◆ **TRY IT**: Look through the data below for the line with "approved: &[DateRange]) ->", and transcribe it exactly together with each line after it up to and including the line with "-> Result<Vec<DateRange>, BookingError>". Give nothing else.

───── EXERCISE DATA

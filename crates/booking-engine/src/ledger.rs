use sqlx::{PgPool, Row};
use uuid::Uuid;

use crate::booking_types::{Booking, BookingError, BookingStatus, CalendarEntry, VehicleCalendar};
use crate::date_range::DateRange;

/// Scans a set of approved ranges for one overlapping the candidate,
/// returning its index. Booking counts per vehicle are small, so a linear
/// scan is enough; a sorted-interval index could replace this without
/// changing the callers.
pub fn find_conflict(candidate: &DateRange, approved: &[DateRange]) -> Option<usize> {
    approved.iter().position(|taken| taken.overlaps(candidate))
}

/// Per-vehicle authority over which days are grantable. The approved-day
/// view is derived from the booking set on every check; nothing here caches
/// between calls.
pub struct AvailabilityLedger {
    pool: PgPool,
}

impl AvailabilityLedger {
    /// Creates a ledger over the given database connection pool.
    pub fn new(pool: PgPool) -> Self {
        Self { pool }
    }

    /// Fetches the availability window a vehicle is offered in.
    pub async fn vehicle_window(&self, vehicle_id: &Uuid) -> Result<DateRange, BookingError> {
        let row = sqlx::query(
            "SELECT availability_start, availability_end FROM vehicles WHERE id = $1",
        )
        .bind(vehicle_id)
        .fetch_optional(&self.pool)
        .await?;

        match row {
            Some(row) => Ok(DateRange {
                start: row.get("availability_start"),
                end: row.get("availability_end"),
            }),
            None => Err(BookingError::VehicleNotFound),
        }
    }

    /// Fetches the ranges of a vehicle's approved bookings, optionally
    /// leaving out one booking (used when re-checking that same booking at
    /// approval time).
    pub async fn approved_ranges(
        &self,
        vehicle_id: &Uuid,
        exclude: Option<&Uuid>,
    ) -> Result<Vec<DateRange>, BookingError> {
        let rows = match exclude {
            Some(booking_id) => {
                sqlx::query(
                    r#"
                    SELECT start_date, end_date
                    FROM bookings
                    WHERE vehicle_id = $1 AND status = 'approved' AND id <> $2
                    "#,
                )
                .bind(vehicle_id)
                .bind(booking_id)
                .fetch_all(&self.pool)
                .await?
            }
            None => {
                sqlx::query(
                    r#"
                    SELECT start_date, end_date
                    FROM bookings
                    WHERE vehicle_id = $1 AND status = 'approved'
                    "#,
                )
                .bind(vehicle_id)
                .fetch_all(&self.pool)
                .await?
            }
        };

        let ranges = rows
            .into_iter()
            .map(|row| DateRange {
                start: row.get("start_date"),
                end: row.get("end_date"),
            })
            .collect();

        Ok(ranges)
    }

    /// Advisory check that a booking for `range` could be created on the
    /// vehicle right now. Re-validated at approval time; two overlapping
    /// pending requests may both pass here.
    pub async fn check_creatable(
        &self,
        vehicle_id: &Uuid,
        range: &DateRange,
    ) -> Result<(), BookingError> {
        let window = self.vehicle_window(vehicle_id).await?;

        if !window.contains(range) {
            return Err(BookingError::OutOfWindow);
        }

        let approved = self.approved_ranges(vehicle_id, None).await?;
        if find_conflict(range, &approved).is_some() {
            return Err(BookingError::Overlap);
        }

        Ok(())
    }

    /// Final gate before a pending booking transitions to approved: no
    /// *other* approved booking on the same vehicle may overlap its range.
    pub async fn check_approvable(&self, booking: &Booking) -> Result<(), BookingError> {
        let approved = self
            .approved_ranges(&booking.vehicle_id, Some(&booking.id))
            .await?;

        if find_conflict(&booking.range(), &approved).is_some() {
            return Err(BookingError::Overlap);
        }

        Ok(())
    }

    /// Read projection for calendar rendering: the vehicle's window plus
    /// every booking's range and status.
    pub async fn vehicle_calendar(&self, vehicle_id: &Uuid) -> Result<VehicleCalendar, BookingError> {
        let availability = self.vehicle_window(vehicle_id).await?;

        let rows = sqlx::query(
            r#"
            SELECT start_date, end_date, status
            FROM bookings
            WHERE vehicle_id = $1
            ORDER BY start_date
            "#,
        )
        .bind(vehicle_id)
        .fetch_all(&self.pool)
        .await?;

        let mut bookings = Vec::with_capacity(rows.len());
        for row in rows {
            let status: String = row.get("status");
            let status = BookingStatus::parse(&status)
                .ok_or_else(|| BookingError::DataFormat(format!("unknown status: {}", status)))?;

            bookings.push(CalendarEntry {
                start_date: row.get("start_date"),
                end_date: row.get("end_date"),
                status,
            });
        }

        Ok(VehicleCalendar {
            availability,
            bookings,
        })
    }
}

#[cfg(test)]
mod tests {
    use super::*;
    use chrono::NaiveDate;

    fn range(start: (i32, u32, u32), end: (i32, u32, u32)) -> DateRange {
        DateRange::new(
            NaiveDate::from_ymd_opt(start.0, start.1, start.2).unwrap(),
            NaiveDate::from_ymd_opt(end.0, end.1, end.2).unwrap(),
        )
        .unwrap()
    }

    #[test]
    fn test_no_conflict_against_empty_set() {
        let candidate = range((2024, 6, 5), (2024, 6, 10));
        assert_eq!(find_conflict(&candidate, &[]), None);
    }

    #[test]
    fn test_conflict_is_order_independent() {
        // A requests 06-05..06-10, B requests 06-08..06-15.
        let a = range((2024, 6, 5), (2024, 6, 10));
        let b = range((2024, 6, 8), (2024, 6, 15));

        // Whichever is approved first, the other must conflict.
        assert!(find_conflict(&b, &[a]).is_some());
        assert!(find_conflict(&a, &[b]).is_some());
    }

    #[test]
    fn test_disjoint_ranges_can_both_hold() {
        let a = range((2024, 6, 5), (2024, 6, 10));
        let c = range((2024, 6, 11), (2024, 6, 15));

        assert_eq!(find_conflict(&c, &[a]), None);
        assert_eq!(find_conflict(&a, &[c]), None);
    }

    #[test]
    fn test_conflict_reports_first_overlapping_index() {
        let taken = [
            range((2024, 6, 1), (2024, 6, 3)),
            range((2024, 6, 20), (2024, 6, 25)),
        ];
        let candidate = range((2024, 6, 24), (2024, 6, 28));

        assert_eq!(find_conflict(&candidate, &taken), Some(1));
    }

    #[test]
    fn test_single_day_candidate_conflicts() {
        let taken = [range((2024, 6, 5), (2024, 6, 10))];
        let candidate = range((2024, 6, 10), (2024, 6, 10));

        assert!(find_conflict(&candidate, &taken).is_some());
    }
}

──────────

◆ **SOLUTION TO THIS PROBLEM**:
pub fn find_conflict(candidate: &DateRange, approved: &[DateRange]) -> Option<usize> {
    approved.iter().position(|taken| taken.overlaps(candidate))
}

/// Per-vehicle authority over which days are grantable. The approved-day
/// view is derived from the booking set on every check; nothing here caches
/// between calls.
pub struct AvailabilityLedger {
    pool: PgPool,
}

impl AvailabilityLedger {
    /// Creates a ledger over the given database connection pool.
    pub fn new(pool: PgPool) -> Self {
        Self { pool }
    }

    /// Fetches the availability window a vehicle is offered in.
    pub async fn vehicle_window(&self, vehicle_id: &Uuid) -> Result<DateRange, BookingError> {
        let row = sqlx::query(
            "SELECT availability_start, availability_end FROM vehicles WHERE id = $1",
        )
        .bind(vehicle_id)
        .fetch_optional(&self.pool)
        .await?;

        match row {
            Some(row) => Ok(DateRange {
                start: row.get("availability_start"),
                end: row.get("availability_end"),
            }),
            None => Err(BookingError::VehicleNotFound),
        }
    }

    /// Fetches the ranges of a vehicle's approved bookings, optionally
    /// leaving out one booking (used when re-checking that same booking at
    /// approval time).
    pub async fn approved_ranges(
        &self,
        vehicle_id: &Uuid,
        exclude: Option<&Uuid>,
    ) -> Result<Vec<DateRange>, BookingError> {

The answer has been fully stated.